1 is a view showing the state of the aircraft.
2 is a view showing an AESA radar device according to an embodiment.
3 is a view showing a TR module array and an AESA radar cooling device according to an embodiment.
4 is a view showing a thermoelectric element according to an embodiment.
5 is a block diagram showing an AESA radar cooling apparatus according to an embodiment.
6 is a block diagram showing an AESA radar cooling device according to another embodiment.

Hereinafter, embodiments will be described in detail through exemplary drawings. It should be noted that in adding reference numerals to the components of each drawing, the same components have the same reference numerals as possible, even if they are displayed on different drawings. In addition, in describing the embodiments, when it is determined that detailed descriptions of related well-known configurations or functions interfere with understanding of the embodiments, detailed descriptions thereof will be omitted.

In addition, in describing the components of the embodiment, terms such as first, second, A, B, (a), (b), and the like can be used. These terms are only for distinguishing the component from other components, and the nature, order, or order of the component is not limited by the term. When a component is described as being "connected", "coupled" or "connected" to another component, that component may be directly connected to or connected to the other component, but another component between each component It should be understood that may be "connected", "coupled" or "connected".

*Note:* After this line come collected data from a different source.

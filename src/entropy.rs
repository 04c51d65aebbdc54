use crate::error::{Error, Result};
use crate::marker::Marker;
use crate::reader::JpegRead;

/// Reads one entropy-coded segment off the stream, undoing byte stuffing.
///
/// Any `0xFF 0x00` pair collapses to a data byte of `0xFF`. A `0xFF`
/// followed by anything else ends the segment: fill bytes are skipped and
/// the marker byte is returned alongside the de-stuffed payload, so the
/// caller can dispatch on it as the next marker. Since the marker has
/// already been pulled off the underlying stream, it must not be re-read.
pub fn read_entropy_segment<R: JpegRead>(reader: &mut R) -> Result<(Vec<u8>, Marker)> {
    let mut payload = Vec::new();

    loop {
        let byte = reader.read_byte()?;
        if byte != 0xFF {
            payload.push(byte);
            continue;
        }

        let mut next = reader.read_byte()?;
        if next == 0x00 {
            payload.push(0xFF);
            continue;
        }

        // Section B.1.1.2: fill bytes collapse into the marker.
        while next == 0xFF {
            next = reader.read_byte()?;
        }

        return match next {
            0x00 => Err(Error::Syntax(
                "FF 00 found where a marker was expected".to_owned(),
            )),
            _ => {
                let marker = Marker::from_u8(next).ok_or_else(|| {
                    Error::Syntax(format!("unrecognized marker FF {:02X}", next))
                })?;
                Ok((payload, marker))
            }
        };
    }
}

/// A de-stuffed entropy-coded payload viewed as a big-endian bit sequence.
///
/// Bytes are packed two at a time into 16-bit atoms and the buffer ends in
/// two `0xFFFF` barrier atoms, so a full 16-bit window can always be read
/// without a bounds check. A window of `0xFFFF` cannot occur in de-stuffed
/// data (the all-ones codeword is reserved and the byte after a data `0xFF`
/// was a stuffed zero), so it doubles as the exhaustion sentinel.
pub struct Bitstream {
    atoms: Vec<u16>,
    position: usize,
    bit: u8,
}

impl Bitstream {
    /// Packs a de-stuffed byte buffer. An odd trailing byte is padded on the
    /// right with `0xFF`.
    pub fn new(data: &[u8]) -> Bitstream {
        let mut atoms = Vec::with_capacity(data.len() / 2 + 3);

        let mut pairs = data.chunks_exact(2);
        for pair in &mut pairs {
            atoms.push(u16::from_be_bytes([pair[0], pair[1]]));
        }
        if let [byte] = pairs.remainder() {
            atoms.push(u16::from_be_bytes([*byte, 0xFF]));
        }

        atoms.push(0xFFFF);
        atoms.push(0xFFFF);

        Bitstream {
            atoms,
            position: 0,
            bit: 0,
        }
    }

    /// The raw 16-bit window at the cursor, MSB-first. Once the data runs
    /// out this reads into the all-ones barrier padding, so in-block reads
    /// never need a bounds check.
    pub fn window(&self) -> u16 {
        if self.position + 1 >= self.atoms.len() {
            return 0xFFFF;
        }

        if self.bit == 0 {
            self.atoms[self.position]
        } else {
            self.atoms[self.position] << self.bit
                | self.atoms[self.position + 1] >> (16 - self.bit)
        }
    }

    /// The window at the cursor, or `None` once the remaining bits are
    /// exhausted: an all-ones window cannot occur at a codeword boundary in
    /// well-formed entropy-coded data.
    pub fn front(&self) -> Option<u16> {
        match self.window() {
            0xFFFF => None,
            window => Some(window),
        }
    }

    /// Advances the cursor by `count` bits, `count` in `0..=16`.
    pub fn pop(&mut self, count: u8) {
        debug_assert!(count <= 16);

        self.bit += count;
        if self.bit >= 16 {
            self.bit -= 16;
            self.position += 1;
        }
    }

    /// The top `count` bits of the window, right-aligned, for `count` in
    /// `1..=16`. Does not advance the cursor.
    pub fn peek(&self, count: u8) -> Option<u16> {
        self.front().map(|window| window >> (16 - count))
    }
}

Components included in any one embodiment and components including common functions will be described using the same name in other embodiments. Unless there is an objection to the contrary, the description described in any one embodiment may be applied to other embodiments, and a detailed description will be omitted in the overlapped range.

1 is a view showing the appearance of a vehicle, FIG. 2 is a view showing an AESA radar device according to an embodiment, FIG. 3 is a view showing a TR module array and an AESA radar cooling device according to an embodiment, and FIG. 4 is an embodiment FIG. 5 is a block diagram showing an AESA radar cooling device according to an embodiment.

1 to 5, the AESA radar cooling apparatus 1 according to an embodiment is an AESA radar 8 disposed in a radome 92 formed in the foremost portion of the fuselage 91 of the air vehicle 9 It may be a device for cooling.

For example, the AESA radar 8 includes a TR module array 81 composed of a plurality of transmit/receive modules 811 (hereinafter referred to as TR modules) having a transmit/receive function by itself on the front side. It may be an active electronically scanned radar (Active Electronically Scanned Array Radar, hereinafter referred to as AESA radar).

For example, the plurality of TR modules 811 may be formed in a number of hundreds to thousands or more, and may be uniformly arranged along the front surface of the AESA radar 8 to form the TR module array 81. For example, the plurality of TR modules 811 may have an array shape spaced apart at regular intervals along the horizontal and vertical directions from the front surface of the AESA radar 8.

The AESA radar cooling apparatus 1 according to an embodiment may cool the heat generated when a plurality of TR modules 811 of the TR module array 81 provided in the AESA radar 8 is operated.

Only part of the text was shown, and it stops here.